Exercise inputs:
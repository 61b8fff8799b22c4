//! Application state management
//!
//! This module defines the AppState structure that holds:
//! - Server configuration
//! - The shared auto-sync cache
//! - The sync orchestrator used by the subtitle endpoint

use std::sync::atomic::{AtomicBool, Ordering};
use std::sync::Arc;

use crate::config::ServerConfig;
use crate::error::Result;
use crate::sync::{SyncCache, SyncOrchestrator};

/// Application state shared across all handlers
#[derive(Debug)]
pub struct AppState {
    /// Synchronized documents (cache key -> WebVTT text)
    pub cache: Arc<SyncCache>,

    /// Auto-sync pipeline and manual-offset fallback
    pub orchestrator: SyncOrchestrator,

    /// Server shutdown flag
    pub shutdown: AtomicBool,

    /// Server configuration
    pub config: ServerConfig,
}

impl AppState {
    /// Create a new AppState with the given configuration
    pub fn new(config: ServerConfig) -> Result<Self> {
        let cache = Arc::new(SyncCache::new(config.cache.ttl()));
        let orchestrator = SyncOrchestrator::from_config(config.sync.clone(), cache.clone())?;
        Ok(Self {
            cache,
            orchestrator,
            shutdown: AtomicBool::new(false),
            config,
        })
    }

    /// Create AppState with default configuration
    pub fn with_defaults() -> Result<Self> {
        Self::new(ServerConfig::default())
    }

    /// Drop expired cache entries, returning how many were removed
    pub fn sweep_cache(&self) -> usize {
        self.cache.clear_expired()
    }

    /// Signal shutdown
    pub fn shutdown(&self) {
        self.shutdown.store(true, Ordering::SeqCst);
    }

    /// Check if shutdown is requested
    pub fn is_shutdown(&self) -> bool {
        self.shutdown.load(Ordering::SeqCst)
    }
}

Exercise description:
Among the entries, find each line that includes the string "SyncCache" and copy it.

Written answer:
use crate::sync::{SyncCache, SyncOrchestrator};
    pub cache: Arc<SyncCache>,
        let cache = Arc::new(SyncCache::new(config.cache.ttl()));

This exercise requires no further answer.